A landmark Senate inquiry report released this month sets a strong new direction to prevent new weeds, pests and diseases from invading Australia.
Seven hours after the Biosecurity Bill passed in the Senate, the inquiry’s chair Senator Anne Urquhart rose to her feet to deliver an important report – the results of a nine-month inquiry by the environment and communications committee into environmental biosecurity.
This was the first biosecurity inquiry focused on environmental issues since a Democrats-led inquiry in 2003/4. In the decade since there have been 15 Senate inquiries into various aspects of agricultural biosecurity, with only one having direct relevance to the environment.

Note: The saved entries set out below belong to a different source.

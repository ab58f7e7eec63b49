//! Configuration layer: typed settings with layered precedence (file → env → CLI).

use std::{
    net::SocketAddr,
    num::{NonZeroU32, NonZeroU64, NonZeroUsize},
    str::FromStr,
    time::Duration,
};

use clap::Parser;
use config::{Config, Environment, File};
use serde::Deserialize;
use thiserror::Error;
use tracing::level_filters::LevelFilter;

use crate::cache::CacheBackend;

mod cli;

pub use cli::{CliArgs, Command, DatabaseOverride, MigrateArgs, ServeArgs, ServeOverrides};

const DEFAULT_CONFIG_BASENAME: &str = "config/default";
const LOCAL_CONFIG_BASENAME: &str = "dojo";
const DEFAULT_HOST: &str = "127.0.0.1";
const DEFAULT_PORT: u16 = 4000;
const DEFAULT_GRACEFUL_SHUTDOWN_SECS: u64 = 30;
const DEFAULT_DB_MAX_CONNECTIONS: u32 = 8;
const DEFAULT_CACHE_NAMESPACE: &str = "dojo";
const DEFAULT_PROBLEM_FEED_TTL_SECS: u64 = 60 * 60;
const DEFAULT_SOLUTION_FEED_TTL_SECS: u64 = 30 * 60;
const DEFAULT_STATUS_MAP_TTL_SECS: u64 = 7 * 24 * 60 * 60;
const DEFAULT_STATS_TTL_SECS: u64 = 15 * 60;
const DEFAULT_CACHE_MEMORY_CAPACITY: u64 = 10_000;
const DEFAULT_RATE_LIMIT_WINDOW_SECS: u64 = 60;
const DEFAULT_RATE_LIMIT_MAX_REQUESTS: u64 = 100;

/// Fully-resolved deployment settings after precedence resolution and validation.
#[derive(Debug, Clone)]
pub struct Settings {
    pub server: ServerSettings,
    pub logging: LoggingSettings,
    pub database: DatabaseSettings,
    pub cache: CacheSettings,
    pub rate_limit: RateLimitSettings,
}

#[derive(Debug, Clone)]
pub struct ServerSettings {
    pub addr: SocketAddr,
    pub graceful_shutdown: Duration,
}

#[derive(Debug, Clone)]
pub struct LoggingSettings {
    pub level: LevelFilter,
    pub format: LogFormat,
}

#[derive(Debug, Clone, Copy)]
pub enum LogFormat {
    Json,
    Compact,
}

#[derive(Debug, Clone)]
pub struct DatabaseSettings {
    pub url: Option<String>,
    pub max_connections: NonZeroU32,
}

#[derive(Debug, Clone)]
pub struct CacheSettings {
    pub backend: CacheBackend,
    pub redis_url: Option<String>,
    pub namespace: String,
    pub problem_feed_ttl_seconds: NonZeroU64,
    pub solution_feed_ttl_seconds: NonZeroU64,
    pub status_map_ttl_seconds: NonZeroU64,
    pub stats_ttl_seconds: NonZeroU64,
    pub memory_capacity: NonZeroUsize,
}

#[derive(Debug, Clone)]
pub struct RateLimitSettings {
    pub window_seconds: NonZeroU32,
    pub max_requests: NonZeroU32,
}

#[derive(Debug, Error)]
pub enum LoadError {
    #[error("failed to build configuration: {0}")]
    Build(#[from] config::ConfigError),
    #[error("invalid configuration for `{key}`: {reason}")]
    Invalid { key: &'static str, reason: String },
}

impl LoadError {
    fn invalid(key: &'static str, reason: impl Into<String>) -> Self {
        Self::Invalid {
            key,
            reason: reason.into(),
        }
    }
}

/// Load settings using the configured precedence (file → environment → CLI).
pub fn load(cli: &CliArgs) -> Result<Settings, LoadError> {
    let mut builder = Config::builder()
        .add_source(File::with_name(DEFAULT_CONFIG_BASENAME).required(false))
        .add_source(File::with_name(LOCAL_CONFIG_BASENAME).required(false));

    if let Some(path) = cli.config_file.as_ref() {
        builder = builder.add_source(File::from(path.as_path()).required(true));
    }

    builder = builder.add_source(Environment::with_prefix("DOJO").separator("__"));

    let mut raw: RawSettings = builder.build()?.try_deserialize()?;

    match cli.command.as_ref() {
        Some(Command::Serve(args)) => raw.apply_serve_overrides(&args.overrides),
        Some(Command::Migrate(args)) => raw.apply_database_override(&args.database),
        None => raw.apply_serve_overrides(&ServeOverrides::default()),
    }

    Settings::from_raw(raw)
}

/// Resolve configuration using the supplied CLI arguments, returning both for downstream use.
pub fn load_with_cli() -> Result<(CliArgs, Settings), LoadError> {
    let args = CliArgs::parse();
    let settings = load(&args)?;
    Ok((args, settings))
}

#[derive(Debug, Clone, Deserialize, Default)]
#[serde(default)]
struct RawSettings {
    server: RawServerSettings,
    logging: RawLoggingSettings,
    database: RawDatabaseSettings,
    cache: RawCacheSettings,
    rate_limit: RawRateLimitSettings,
}

impl RawSettings {
    fn apply_serve_overrides(&mut self, overrides: &ServeOverrides) {
        if let Some(host) = overrides.server_host.as_ref() {
            self.server.host = Some(host.clone());
        }
        if let Some(port) = overrides.server_port {
            self.server.port = Some(port);
        }
        if let Some(seconds) = overrides.server_graceful_shutdown_seconds {
            self.server.graceful_shutdown_seconds = Some(seconds);
        }
        if let Some(level) = overrides.log_level.as_ref() {
            self.logging.level = Some(level.clone());
        }
        if let Some(json) = overrides.log_json {
            self.logging.json = Some(json);
        }
        if let Some(url) = overrides.database_url.as_ref() {
            self.database.url = Some(url.clone());
        }
        if let Some(max) = overrides.database_max_connections {
            self.database.max_connections = Some(max);
        }
        if let Some(backend) = overrides.cache_backend.as_ref() {
            self.cache.backend = Some(backend.clone());
        }
        if let Some(url) = overrides.redis_url.as_ref() {
            self.cache.redis_url = Some(url.clone());
        }
        if let Some(window) = overrides.rate_limit_window_seconds {
            self.rate_limit.window_seconds = Some(window);
        }
        if let Some(max) = overrides.rate_limit_max_requests {
            self.rate_limit.max_requests = Some(max);
        }
    }

    fn apply_database_override(&mut self, overrides: &DatabaseOverride) {
        if let Some(url) = overrides.database_url.as_ref() {
            self.database.url = Some(url.clone());
        }
    }
}

impl Settings {
    fn from_raw(raw: RawSettings) -> Result<Self, LoadError> {
        let RawSettings {
            server,
            logging,
            database,
            cache,
            rate_limit,
        } = raw;

        Ok(Self {
            server: build_server_settings(server)?,
            logging: build_logging_settings(logging)?,
            database: build_database_settings(database)?,
            cache: build_cache_settings(cache)?,
            rate_limit: build_rate_limit_settings(rate_limit)?,
        })
    }
}

fn build_server_settings(server: RawServerSettings) -> Result<ServerSettings, LoadError> {
    let host = server.host.unwrap_or_else(|| DEFAULT_HOST.to_string());

    let port = server.port.unwrap_or(DEFAULT_PORT);
    if port == 0 {
        return Err(LoadError::invalid(
            "server.port",
            "port must be greater than zero",
        ));
    }

    let addr = parse_socket_addr(&host, port)
        .map_err(|reason| LoadError::invalid("server.addr", reason))?;

    let graceful_secs = server
        .graceful_shutdown_seconds
        .unwrap_or(DEFAULT_GRACEFUL_SHUTDOWN_SECS);
    if graceful_secs == 0 {
        return Err(LoadError::invalid(
            "server.graceful_shutdown_seconds",
            "must be greater than zero",
        ));
    }

    Ok(ServerSettings {
        addr,
        graceful_shutdown: Duration::from_secs(graceful_secs),
    })
}

fn build_logging_settings(logging: RawLoggingSettings) -> Result<LoggingSettings, LoadError> {
    let level = match logging.level {
        Some(level) => LevelFilter::from_str(level.as_str()).map_err(|err| {
            LoadError::invalid("logging.level", format!("failed to parse: {err}"))
        })?,
        None => LevelFilter::INFO,
    };

    let format = if logging.json.unwrap_or(false) {
        LogFormat::Json
    } else {
        LogFormat::Compact
    };

    Ok(LoggingSettings { level, format })
}

fn build_database_settings(database: RawDatabaseSettings) -> Result<DatabaseSettings, LoadError> {
    let url = non_blank(database.url);
    let max_connections = non_zero_u32(
        database
            .max_connections
            .unwrap_or(DEFAULT_DB_MAX_CONNECTIONS)
            .into(),
        "database.max_connections",
    )?;

    Ok(DatabaseSettings {
        url,
        max_connections,
    })
}

fn build_cache_settings(cache: RawCacheSettings) -> Result<CacheSettings, LoadError> {
    let backend = match cache.backend.as_deref().map(str::trim) {
        None | Some("") => CacheBackend::default(),
        Some(value) => parse_cache_backend(value)?,
    };

    let redis_url = non_blank(cache.redis_url);
    if backend == CacheBackend::Redis && redis_url.is_none() {
        return Err(LoadError::invalid(
            "cache.redis_url",
            "required when cache.backend is `redis`",
        ));
    }

    let namespace = non_blank(cache.namespace).unwrap_or_else(|| DEFAULT_CACHE_NAMESPACE.into());
    if namespace.contains(char::is_whitespace) {
        return Err(LoadError::invalid(
            "cache.namespace",
            "must not contain whitespace",
        ));
    }

    Ok(CacheSettings {
        backend,
        redis_url,
        namespace,
        problem_feed_ttl_seconds: non_zero_u64(
            cache
                .problem_feed_ttl_seconds
                .unwrap_or(DEFAULT_PROBLEM_FEED_TTL_SECS),
            "cache.problem_feed_ttl_seconds",
        )?,
        solution_feed_ttl_seconds: non_zero_u64(
            cache
                .solution_feed_ttl_seconds
                .unwrap_or(DEFAULT_SOLUTION_FEED_TTL_SECS),
            "cache.solution_feed_ttl_seconds",
        )?,
        status_map_ttl_seconds: non_zero_u64(
            cache
                .status_map_ttl_seconds
                .unwrap_or(DEFAULT_STATUS_MAP_TTL_SECS),
            "cache.status_map_ttl_seconds",
        )?,
        stats_ttl_seconds: non_zero_u64(
            cache.stats_ttl_seconds.unwrap_or(DEFAULT_STATS_TTL_SECS),
            "cache.stats_ttl_seconds",
        )?,
        memory_capacity: non_zero_usize(
            cache
                .memory_capacity
                .unwrap_or(DEFAULT_CACHE_MEMORY_CAPACITY),
            "cache.memory_capacity",
        )?,
    })
}

fn parse_cache_backend(value: &str) -> Result<CacheBackend, LoadError> {
    match value.to_ascii_lowercase().as_str() {
        "memory" => Ok(CacheBackend::Memory),
        "redis" => Ok(CacheBackend::Redis),
        other => Err(LoadError::invalid(
            "cache.backend",
            format!("unknown backend `{other}`, expected `memory` or `redis`"),
        )),
    }
}

fn build_rate_limit_settings(
    rate_limit: RawRateLimitSettings,
) -> Result<RateLimitSettings, LoadError> {
    let window_seconds = non_zero_u32(
        rate_limit
            .window_seconds
            .unwrap_or(DEFAULT_RATE_LIMIT_WINDOW_SECS),
        "rate_limit.window_seconds",
    )?;
    let max_requests = non_zero_u32(
        rate_limit
            .max_requests
            .unwrap_or(DEFAULT_RATE_LIMIT_MAX_REQUESTS),
        "rate_limit.max_requests",
    )?;

    Ok(RateLimitSettings {
        window_seconds,
        max_requests,
    })
}

#[derive(Debug, Clone, Deserialize, Default)]
#[serde(default)]
struct RawServerSettings {
    host: Option<String>,
    port: Option<u16>,
    graceful_shutdown_seconds: Option<u64>,
}

#[derive(Debug, Clone, Deserialize, Default)]
#[serde(default)]
struct RawLoggingSettings {
    level: Option<String>,
    json: Option<bool>,
}

#[derive(Debug, Clone, Deserialize, Default)]
#[serde(default)]
struct RawDatabaseSettings {
    url: Option<String>,
    max_connections: Option<u32>,
}

#[derive(Debug, Clone, Deserialize, Default)]
#[serde(default)]
struct RawCacheSettings {
    backend: Option<String>,
    redis_url: Option<String>,
    namespace: Option<String>,
    problem_feed_ttl_seconds: Option<u64>,
    solution_feed_ttl_seconds: Option<u64>,
    status_map_ttl_seconds: Option<u64>,
    stats_ttl_seconds: Option<u64>,
    memory_capacity: Option<u64>,
}

#[derive(Debug, Clone, Deserialize, Default)]
#[serde(default)]
struct RawRateLimitSettings {
    window_seconds: Option<u64>,
    max_requests: Option<u64>,
}

fn non_blank(value: Option<String>) -> Option<String> {
    value.and_then(|value| {
        let trimmed = value.trim();
        (!trimmed.is_empty()).then(|| trimmed.to_string())
    })
}

fn parse_socket_addr(host: &str, port: u16) -> Result<SocketAddr, String> {
    let candidate = format!("{host}:{port}");
    candidate
        .parse()
        .map_err(|err| format!("invalid address `{candidate}`: {err}"))
}

fn non_zero_u32(value: u64, key: &'static str) -> Result<NonZeroU32, LoadError> {
    if value == 0 {
        return Err(LoadError::invalid(key, "must be greater than zero"));
    }
    let value_u32: u32 = value
        .try_into()
        .map_err(|_| LoadError::invalid(key, "value exceeds supported range for u32"))?;
    NonZeroU32::new(value_u32).ok_or_else(|| LoadError::invalid(key, "must be greater than zero"))
}

fn non_zero_u64(value: u64, key: &'static str) -> Result<NonZeroU64, LoadError> {
    NonZeroU64::new(value).ok_or_else(|| LoadError::invalid(key, "must be greater than zero"))
}

fn non_zero_usize(value: u64, key: &'static str) -> Result<NonZeroUsize, LoadError> {
    let value: usize = value
        .try_into()
        .map_err(|_| LoadError::invalid(key, "value exceeds supported range for usize"))?;
    NonZeroUsize::new(value).ok_or_else(|| LoadError::invalid(key, "must be greater than zero"))
}
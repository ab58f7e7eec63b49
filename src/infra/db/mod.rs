//! Postgres-backed repository implementations.

mod problems;
mod replies;
mod solutions;
mod stats;
mod util;

pub use util::map_sqlx_error;

use std::sync::Arc;

use async_trait::async_trait;
use sqlx::postgres::{PgPool, PgPoolOptions};

use crate::application::repos::{HealthRepo, RepoError};

#[derive(Clone)]
pub struct PostgresRepositories {
    pool: Arc<PgPool>,
}

impl PostgresRepositories {
    pub fn new(pool: PgPool) -> Self {
        Self {
            pool: Arc::new(pool),
        }
    }

    pub fn pool(&self) -> &PgPool {
        &self.pool
    }

    pub async fn connect(url: &str, max_connections: u32) -> Result<PgPool, sqlx::Error> {
        PgPoolOptions::new()
            .max_connections(max_connections)
            .connect(url)
            .await
    }

    pub async fn run_migrations(pool: &PgPool) -> Result<(), sqlx::Error> {
        sqlx::migrate!("./migrations")
            .run(pool)
            .await
            .map_err(Into::into)
    }
}

#[async_trait]
impl HealthRepo for PostgresRepositories {
    async fn ping(&self) -> Result<(), RepoError> {
        sqlx::query("SELECT 1")
            .execute(self.pool())
            .await
            .map(|_| ())
            .map_err(map_sqlx_error)
    }
}
//! Post-write cache maintenance.
//!
//! Runs after the authoritative write has committed. Nothing here can fail a
//! request: errors are logged, counted and dropped, and the TTLs bound how long
//! a stale entry can survive.

use std::sync::Arc;

use metrics::counter;
use tracing::{debug, warn};
use uuid::Uuid;

use crate::domain::types::SolveStatus;

use super::keys::{CacheKeys, FeedScope};
use super::status_map::StatusMapStore;
use super::store::{CacheError, VolatileCache};
use super::{METRIC_CACHE_ERROR_TOTAL, METRIC_CACHE_INVALIDATED_KEYS_TOTAL};

#[derive(Clone)]
pub struct InvalidationCoordinator {
    cache: Arc<dyn VolatileCache>,
    keys: CacheKeys,
    status_maps: StatusMapStore,
}

impl InvalidationCoordinator {
    pub fn new(cache: Arc<dyn VolatileCache>, keys: CacheKeys, status_maps: StatusMapStore) -> Self {
        Self {
            cache,
            keys,
            status_maps,
        }
    }

    /// A problem was uploaded.
    pub async fn problem_uploaded(&self, problem_id: Uuid) {
        debug!(%problem_id, "invalidating after problem upload");
        self.clear_scope(FeedScope::Problems).await;
    }

    /// A problem and everything under it was deleted.
    pub async fn problem_deleted(&self, problem_id: Uuid) {
        debug!(%problem_id, "invalidating after problem delete");
        self.clear_scope(FeedScope::Problems).await;
        self.clear_scope(FeedScope::Solutions { problem_id }).await;
    }

    /// A user submitted a solution.
    pub async fn solution_submitted(&self, problem_id: Uuid, uploader_id: Uuid) {
        self.clear_scope(FeedScope::Solutions { problem_id }).await;
        if let Err(err) = self.status_maps.record_attempt(uploader_id, problem_id).await {
            report_status_map_failure("status_map.record_attempt", uploader_id, problem_id, &err);
        }
    }

    /// A solution's `accepted` flag flipped; `status` is the uploader's new
    /// status for the problem.
    pub async fn acceptance_changed(&self, problem_id: Uuid, uploader_id: Uuid, status: SolveStatus) {
        self.clear_scope(FeedScope::Solutions { problem_id }).await;
        if let Err(err) = self
            .status_maps
            .record_acceptance_change(uploader_id, problem_id, status)
            .await
        {
            report_status_map_failure("status_map.record_acceptance", uploader_id, problem_id, &err);
        }
    }

    /// Likes, reports, deletions and replies only move solution-feed data.
    pub async fn solution_feed_changed(&self, problem_id: Uuid) {
        self.clear_scope(FeedScope::Solutions { problem_id }).await;
    }

    /// The set of problems a user has solutions for shrank; the map must be
    /// recomputed rather than patched.
    pub async fn status_map_stale(&self, user_id: Uuid) {
        if let Err(err) = self.status_maps.evict(user_id).await {
            counter!(METRIC_CACHE_ERROR_TOTAL, "op" => "status_map.evict").increment(1);
            warn!(%user_id, error = %err, "failed to evict status map");
        }
    }

    /// Delete every cached page of `scope`, returning how many keys went away.
    pub async fn clear_scope(&self, scope: FeedScope) -> u64 {
        let prefix = self.keys.scope_prefix(scope);
        match self.try_clear(&prefix).await {
            Ok(removed) => {
                counter!(METRIC_CACHE_INVALIDATED_KEYS_TOTAL, "scope" => scope.label())
                    .increment(removed);
                debug!(scope = scope.label(), prefix = %prefix, removed, "cleared feed scope");
                removed
            }
            Err(err) => {
                counter!(METRIC_CACHE_ERROR_TOTAL, "op" => "invalidate").increment(1);
                warn!(
                    scope = scope.label(),
                    prefix = %prefix,
                    error = %err,
                    "feed invalidation failed; entries expire by ttl"
                );
                0
            }
        }
    }

    async fn try_clear(&self, prefix: &str) -> Result<u64, CacheError> {
        let keys = self.cache.scan_prefix(prefix).await?;
        if keys.is_empty() {
            return Ok(0);
        }
        self.cache.delete(&keys).await
    }
}

fn report_status_map_failure(op: &'static str, user_id: Uuid, problem_id: Uuid, err: &CacheError) {
    counter!(METRIC_CACHE_ERROR_TOTAL, "op" => op).increment(1);
    warn!(%user_id, %problem_id, error = %err, "status map update failed");
}
//! Per-user solve status, derived from solution records.
//!
//! A `StatusMap` is a pure function of the user's solutions: folding the same
//! outcomes in any order yields the same map.

use std::collections::BTreeMap;

use uuid::Uuid;

use crate::domain::entities::SolutionOutcome;
use crate::domain::types::{SolveStatus, StatusFilter};

#[derive(Debug, Clone, Default, PartialEq, Eq)]
pub struct StatusMap {
    entries: BTreeMap<Uuid, SolveStatus>,
}

impl StatusMap {
    pub fn new() -> Self {
        Self::default()
    }

    /// Fold solution outcomes per problem, `accepted` dominating `attempted`.
    pub fn fold<I>(outcomes: I) -> Self
    where
        I: IntoIterator<Item = SolutionOutcome>,
    {
        let mut map = Self::new();
        for outcome in outcomes {
            map.observe(outcome.problem_id, SolveStatus::from_accepted(outcome.accepted));
        }
        map
    }

    /// Merge an observation without ever downgrading an entry.
    pub fn observe(&mut self, problem_id: Uuid, status: SolveStatus) {
        self.entries
            .entry(problem_id)
            .and_modify(|current| *current = current.dominate(status))
            .or_insert(status);
    }

    pub fn get(&self, problem_id: &Uuid) -> Option<SolveStatus> {
        self.entries.get(problem_id).copied()
    }

    pub fn len(&self) -> usize {
        self.entries.len()
    }

    pub fn is_empty(&self) -> bool {
        self.entries.is_empty()
    }

    pub fn iter(&self) -> impl Iterator<Item = (&Uuid, &SolveStatus)> {
        self.entries.iter()
    }

    pub fn problem_ids(&self) -> Vec<Uuid> {
        self.entries.keys().copied().collect()
    }

    pub fn ids_with(&self, status: SolveStatus) -> Vec<Uuid> {
        self.entries
            .iter()
            .filter(|(_, value)| **value == status)
            .map(|(id, _)| *id)
            .collect()
    }

    /// Translate a status filter into a problem id constraint.
    pub fn id_filter(&self, filter: StatusFilter) -> IdFilter {
        match filter {
            StatusFilter::Solved => IdFilter::Include(self.ids_with(SolveStatus::Accepted)),
            StatusFilter::AttemptedNotSolved => {
                IdFilter::Include(self.ids_with(SolveStatus::Attempted))
            }
            StatusFilter::Unsolved => IdFilter::Exclude(self.problem_ids()),
        }
    }
}

impl FromIterator<(Uuid, SolveStatus)> for StatusMap {
    fn from_iter<T: IntoIterator<Item = (Uuid, SolveStatus)>>(iter: T) -> Self {
        let mut map = Self::new();
        for (problem_id, status) in iter {
            map.observe(problem_id, status);
        }
        map
    }
}

/// Problem id constraint derived from a status filter.
#[derive(Debug, Clone, PartialEq, Eq)]
pub enum IdFilter {
    Include(Vec<Uuid>),
    Exclude(Vec<Uuid>),
}

impl IdFilter {
    pub fn admits(&self, id: &Uuid) -> bool {
        match self {
            IdFilter::Include(ids) => ids.contains(id),
            IdFilter::Exclude(ids) => !ids.contains(id),
        }
    }
}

The Senate inquiry, triggered by our efforts, demonstrated the importance of Parliamentary scrutiny. The unanimous report made 26 recommendations to address some of the many gaps and flaws that have allowed a multitude of new invasive species to become established in Australia.
In the report’s words, ‘incursions by exotic organisms with the potential to harm Australia’s natural environment are a regular occurrence’ and ‘pathway and risk analyses undertaken by the Department of Agriculture have not adequately addressed species of environmental concern’. The inquiry also expressed concerns over declining numbers of biosecurity staff, including in northern Australia, and deteriorating research capacity.
The committee accepted the credibility of our evidence of the need for change, with the inquiry’s report citing our submission 85 times. It also relied on evidence by a wide range of biosecurity and environmental experts from scientific, government, community and industry bodies.
The 92 submissions and the 45 people called as witnesses almost universally supported our contention that Australia is not well prepared to prevent new invasive species and respond to new incursions. Case studies on myrtle rust and tramp ants showed how this has resulted in harmful new invaders.
The only exception was the federal government’s view that environmental biosecurity is ‘well managed’. There were also differing views on whether our proposed Environment Health Australia is the best model for improving contingency planning and other preventative efforts.
The recommendations speak for themselves and include:
- Putting the newly-created role of Inspector-general of biosecurity to work in reviewing gaps in pathways and risk analysis.
- Improving national response agreements.
- Developing more meaningful targets in the national biodiversity strategy.
- Developing a priority list of pests and diseases of concern.
- Reviewing the Northern Australia Quarantine Strategy.
- Implementing threat abatement plans.
- Addressing the decline in scientific research and taxonomic services.
- Addressing weaknesses with the mail system, cargo imports and live bird and fish imports.
- Improving regulation of trade in plants and marine biofouling and developing a special biosecurity framework to protect Australia’s islands.
The report covered a lot of ground and addressed many deficiencies in our biosecurity system. However, there are gaps. The inquiry partly or fully supported only about one-third of our recommendations. In particular it failed to address many of the structural weaknesses we have identified and which are likely to continue to impede reforms. The report also did not address the community’s limited role in environmental biosecurity.
The government indicated to the Senate that it plans to respond to the report within three to four months.
As we said when the report was released, this bipartisan report is credible, compelling and extremely worrying. It will help move environmental biosecurity towards the more focused approach of agricultural biosecurity.
We are now calling on the federal agriculture and environment ministers as well as state and territory biosecurity ministers to immediately address the report’s recommendations.
The Greens, who supported the report’s recommendations, also issued a minority report with eight recommendations, including support for our proposed Environment Health Australia and funding to eradicate yellow crazy ants from the Wet Tropics World Heritage Area.
We recommend you read chapter seven of the report for its key findings and recommendations. We will need your support over the coming months to push the government into fully implementing the recommendations and giving much higher priority to protecting the environment.